Unfortunately, nobody has the actual Series 7 questions. And if they did, they could get into serious legal hassles if they tried to provide or sell them. NYSE owns the Series 7--it's their intellectual property. If you damage that intellectual property, they will sue you. They did it not so long ago to the bigger firms, back before I got into the business, and they won a fairly large monetary settlement, plus an agreement to stop trying to obtain actual Series 7 questions.

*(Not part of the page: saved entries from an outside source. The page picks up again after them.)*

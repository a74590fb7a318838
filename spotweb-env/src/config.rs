//! Provisioning configuration: ~/.config/cli-programs/spotweb.toml

use crate::error::{EnvError, Result};
use serde::{Deserialize, Serialize};
use std::path::PathBuf;

const DEFAULT_PYTHON: &str = "python3";
const DEFAULT_ENV_NAME: &str = "spotweb";

/// A package to install, with the module name used to verify it.
#[derive(Debug, Clone, PartialEq, Eq, Serialize, Deserialize)]
pub struct Package {
    /// Anything `pip install` accepts.
    pub requirement: String,

    /// Import name. Defaults to the requirement's project name; URL and path
    /// requirements have none and are not import-checked unless this is set.
    #[serde(default)]
    pub module: Option<String>,
}

impl Package {
    pub fn new(requirement: &str, module: Option<&str>) -> Self {
        Self {
            requirement: requirement.to_string(),
            module: module.map(str::to_string),
        }
    }

    /// Project name without version specifiers ("bottle>=0.12" -> "bottle").
    ///
    /// None for bare URLs and paths ("git+https://...", "./pkg").
    pub fn name(&self) -> Option<&str> {
        let requirement = self.requirement.trim();
        if !requirement.starts_with(|c: char| c.is_ascii_alphanumeric()) {
            return None;
        }

        let end = requirement
            .find(|c: char| !(c.is_ascii_alphanumeric() || c == '-' || c == '_' || c == '.'))
            .unwrap_or(requirement.len());
        match requirement[end..].chars().next() {
            Some('+' | ':' | '/' | '\\') => None,
            _ => Some(&requirement[..end]),
        }
    }

    /// Short label for progress output.
    pub fn label(&self) -> &str {
        self.name().unwrap_or(self.requirement.trim())
    }

    pub fn module(&self) -> Option<String> {
        match &self.module {
            Some(module) => Some(module.clone()),
            None => self.name().map(|name| name.replace('-', "_").to_lowercase()),
        }
    }
}

/// Packages the server imports: CLI parsing, the Spotify binding, and the WSGI layer.
pub fn default_packages() -> Vec<Package> {
    vec![
        Package::new("clize", None),
        Package::new("pyspotify", Some("spotify")),
        Package::new("bottle", None),
    ]
}

#[derive(Debug, Clone, PartialEq, Serialize, Deserialize)]
pub struct ProvisionConfig {
    /// Interpreter used to create new environments.
    #[serde(default = "default_python")]
    pub python: String,

    /// Directory holding named environments. None means ~/.virtualenvs.
    #[serde(default)]
    pub env_root: Option<PathBuf>,

    #[serde(default = "default_env_name")]
    pub env_name: String,

    #[serde(default = "default_true")]
    pub upgrade_pip: bool,

    #[serde(default = "default_true")]
    pub verify_imports: bool,

    #[serde(default = "default_packages")]
    pub packages: Vec<Package>,
}

fn default_python() -> String {
    DEFAULT_PYTHON.to_string()
}

fn default_env_name() -> String {
    DEFAULT_ENV_NAME.to_string()
}

fn default_true() -> bool {
    true
}

impl Default for ProvisionConfig {
    fn default() -> Self {
        Self {
            python: default_python(),
            env_root: None,
            env_name: default_env_name(),
            upgrade_pip: true,
            verify_imports: true,
            packages: default_packages(),
        }
    }
}

impl ProvisionConfig {
    pub fn config_path() -> PathBuf {
        dirs::config_dir()
            .unwrap_or_else(|| PathBuf::from("."))
            .join("cli-programs")
            .join("spotweb.toml")
    }

    /// Load config from file, returning default if file doesn't exist
    pub fn load() -> Result<Self> {
        let path = Self::config_path();

        if !path.exists() {
            return Ok(Self::default());
        }

        let content = std::fs::read_to_string(&path)?;
        Ok(toml::from_str(&content)?)
    }

    /// Environment directory used when none is given on the command line.
    pub fn default_target(&self) -> Result<PathBuf> {
        let root = match &self.env_root {
            Some(root) => root.clone(),
            None => dirs::home_dir()
                .ok_or(EnvError::NoHomeDir)?
                .join(".virtualenvs"),
        };
        Ok(root.join(&self.env_name))
    }
}
//! spotweb - run the streaming server from its bundled virtual environment
//!
//! Every argument is handed to `src/spotweb.py` unchanged:
//!
//! ```bash
//! spotweb --port 8080 --debug
//! # becomes
//! <base>/env/bin/python <base>/src/spotweb.py --port 8080 --debug
//! ```

use spotweb_env::{Launcher, Layout};
use std::process::ExitCode;

fn main() -> ExitCode {
    env_logger::Builder::from_env(env_logger::Env::default().default_filter_or("warn")).init();

    let args: Vec<_> = std::env::args_os().skip(1).collect();

    let result = Layout::from_current_exe().and_then(|layout| Launcher::new(layout).launch(args));
    match result {
        Ok(code) => code,
        Err(e) => {
            let code = e.exit_code();
            eprintln!("{:#}", anyhow::Error::from(e));
            ExitCode::from(code)
        }
    }
}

So, how do these "test prep" companies come up with their questions? By looking at the outline and getting feedback from test-takers. Unfortunately, people mis-report their exam experience as a general rule. I just got a nice phone call from a nice young woman who had passed her Series 7 and was very troubled about seeing some funky securities called "PAOs" on her exam. I have to admit, my stomach dropped, but then I realized that if we substituted a "C" for an "O," we'd be talking about a PAC or "planned amortization class," which is a type of CMO. Point is, she was smart enough to pass the Series 7 but still unable to accurately report what she had seen on the test. Multiply that kind of "information" times a few thousand callers and it's no wonder so many books are so loaded up with bullet points and possible test questions too numerous to memorize, let alone understand.
Second, knowing that the phrase "PAC" was "on the test" doesn't help me determine if it was an important concept, or just the obviously wrong answer choice on one or two questions. If you fill a 900-page book with all the bullet points ever reported to show up on the Series 7 through the rumor mill, what are you actually accomplishing? The Series 7 doesn't just ask you to spit back bullet points. It's mostly about applying concepts. Obviously, if the question simply asks "what is regular-way settlement for common stock transactions," you do, in fact, spit back "T + 3." But , more likely, they'll tell you some long story and see if you can apply the concept of settlement/clearing of transactions to something you weren't quite expecting.
By the way, here is what the regulators say about the question of whether any company has the "actual exam questions."
Does NASAA or anyone else give out the exam questions?
Questions from NASAA exams are not available outside the exam setting. Doing so would compromise the exams and turn them into memorization tests rather than tests of competency.
Guess we'll all have to study, after all.